PurpleCrazyHorse · 23/02/2020 16:15

Either rotate toys if you have an attic or somewhere to put 50%, or have a huge cull. Less is definitely more when it come to toys and we have specific boxes/tubs for them to go into. Every toy has a home which also helps with clearing up. I'd really recommend the fabric tubs with attached play mats for things like Lego/Playmobil as they can tip out the tiny pieces and then tip them back in to clear away.

One toy is out at a time and it needs clearing away before the next toy comes out. The lounge is tidied by all of us (with a 3min timer) after dinner, before they go to bed. They get a treat for doing good tidying (not just slinging things away). Any mess they have to help clear up, I certainly don't do it by myself although will help them.
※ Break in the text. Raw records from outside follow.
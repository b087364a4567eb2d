//! External collaborators module
//!
//! Side effects the timer core hands off: pushing notifications to chats and
//! recording the roster of known chats.

pub mod notifier;
pub mod roster;

// Re-export main types
pub use notifier::{ChannelNotifier, Notification, Notifier};
pub use roster::Roster;
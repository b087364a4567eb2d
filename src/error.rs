//! Error types for the timer core

use thiserror::Error;

use crate::state::ChatId;

/// Rejected timer settings
#[derive(Error, Debug, Clone, PartialEq, Eq)]
pub enum SettingsError {
    #[error("pomodoros before a long break must be at least 1")]
    ZeroPomodoros,

    #[error("{field} duration of {minutes} minutes is too large")]
    DurationOverflow { field: &'static str, minutes: u64 },
}

/// Failures of a single engine operation
#[derive(Error, Debug)]
pub enum EngineError {
    /// The chat never ran /start or /set
    #[error("chat {0} has no timer state")]
    NotInitialized(ChatId),

    #[error("invalid settings: {0}")]
    Settings(#[from] SettingsError),

    #[error("failed to lock timer store: {0}")]
    StateLock(String),
}
use std::{sync::Arc, time::Duration};

use axum::{
    body::{to_bytes, Body},
    http::{header, Request, StatusCode},
    Router,
};
use futures::StreamExt;
use serde_json::{json, Value};
use tower::ServiceExt;

use pomodoro_bot::{api::create_router, services::Roster, state::{AppState, Settings}};

fn app() -> Router {
    let state = AppState::new(Settings::default(), Roster::in_memory(), 0, "127.0.0.1".into());
    create_router(Arc::new(state))
}

async fn send(app: &Router, chat: i64, text: &str) -> (StatusCode, Value) {
    let request = Request::post(format!("/chats/{chat}/messages"))
        .header(header::CONTENT_TYPE, "application/json")
        .body(Body::from(json!({ "text": text, "from": "Ada" }).to_string()))
        .unwrap();

    let response = app.clone().oneshot(request).await.unwrap();
    let status = response.status();
    let bytes = to_bytes(response.into_body(), usize::MAX).await.unwrap();
    let body = if bytes.is_empty() {
        Value::Null
    } else {
        serde_json::from_slice(&bytes).unwrap()
    };
    (status, body)
}

async fn get(app: &Router, uri: &str) -> (StatusCode, Value) {
    let response = app
        .clone()
        .oneshot(Request::get(uri).body(Body::empty()).unwrap())
        .await
        .unwrap();
    let status = response.status();
    let bytes = to_bytes(response.into_body(), usize::MAX).await.unwrap();
    (status, serde_json::from_slice(&bytes).unwrap_or(Value::Null))
}

#[tokio::test]
async fn commands_get_text_replies() {
    let app = app();

    let (status, body) = send(&app, 1, "/start").await;
    assert_eq!(status, StatusCode::OK);
    assert_eq!(body["chat_id"], 1);
    assert!(body["reply"].as_str().unwrap().starts_with("Hello, Ada"));

    let (_, body) = send(&app, 1, "/set 25 10 30 4").await;
    assert_eq!(body["reply"], "Timer settings have been changed");

    let (_, body) = send(&app, 1, "/settings").await;
    assert_eq!(
        body["reply"],
        "Work: 25 minutes 0 seconds\nBreak: 10 minutes 0 seconds\n\
         Long break: 30 minutes 0 seconds\nPomodoros before long break: 4"
    );

    let (_, body) = send(&app, 1, "/whatever").await;
    assert!(body["reply"].as_str().unwrap().starts_with("This command does not exist"));
}

#[tokio::test]
async fn plain_text_gets_no_content() {
    let app = app();
    let (status, body) = send(&app, 1, "hi there").await;
    assert_eq!(status, StatusCode::NO_CONTENT);
    assert_eq!(body, Value::Null);
}

#[tokio::test]
async fn status_reports_structured_state() {
    let app = app();

    let (status, _) = get(&app, "/chats/5/status").await;
    assert_eq!(status, StatusCode::NOT_FOUND);

    send(&app, 5, "/start").await;
    send(&app, 5, "/go").await;
    send(&app, 5, "/pause").await;

    let (status, body) = get(&app, "/chats/5/status").await;
    assert_eq!(status, StatusCode::OK);
    assert_eq!(body["task"], "work");
    assert_eq!(body["phase"], "paused");
    assert_eq!(body["pomodoros_done"], 0);
    assert_eq!(body["settings"]["pomodoros"], 4);
    let remaining = body["remaining_ms"].as_u64().unwrap();
    assert!(remaining > 0 && remaining <= 25 * 60 * 1000);
}

#[tokio::test]
async fn expiry_is_streamed_to_the_chat() {
    let app = app();
    send(&app, 7, "/set 0 0 0 1").await;

    let response = app
        .clone()
        .oneshot(Request::get("/chats/7/notifications").body(Body::empty()).unwrap())
        .await
        .unwrap();
    assert_eq!(response.status(), StatusCode::OK);
    assert_eq!(response.headers()[header::CONTENT_TYPE], "text/event-stream");
    let mut events = response.into_body().into_data_stream();

    // Another chat's expiry is not part of this stream
    send(&app, 8, "/set 0 0 0 1").await;
    send(&app, 8, "/go").await;
    send(&app, 7, "/go").await;

    let frame = tokio::time::timeout(Duration::from_secs(5), events.next())
        .await
        .expect("no notification within 5s")
        .unwrap()
        .unwrap();
    let frame = String::from_utf8(frame.to_vec()).unwrap();
    assert!(frame.starts_with("event: notification\n"), "{frame}");
    assert!(frame.contains("\"chat_id\":7"), "{frame}");
    assert!(frame.contains("Stop working for a while"), "{frame}");

    let (_, body) = get(&app, "/chats/7/status").await;
    assert_eq!(body["task"], "long_break");
    assert_eq!(body["phase"], "idle");
}

#[tokio::test]
async fn health_is_ok() {
    let (status, body) = get(&app(), "/health").await;
    assert_eq!(status, StatusCode::OK);
    assert_eq!(body["status"], "ok");
}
Toys in their bedroom are ones they can play with themselves (for the 4yo), so his toot toot cars are there. They're robust and easy enough for him to clip the road together or play without the road. Brio is downstairs as he needs help creating a track. If DS has been upstairs on his own, then I know to have a look before bedtime so we can set a timer to tidy upstairs before bed.

Broken toys or ones with missing pieces are disposed of/recycled. We have a big cull before birthdays and Christmas. Almost one-in, one-out.

It takes a while but DS tidies up when he's at school, clears away his things before moving onto the next activity. He's very well trained in Reception Grin so there's no reason he can't do this at home too.

PurpleCrazyHorse · 23/02/2020 16:17

Oh and 4yo DS gets to play with his most favourite toy (Play Doh) if he can do good tidying up the day before, or the morning before. He totally loves it and it's a good reinforcement that tidying up brings rewards.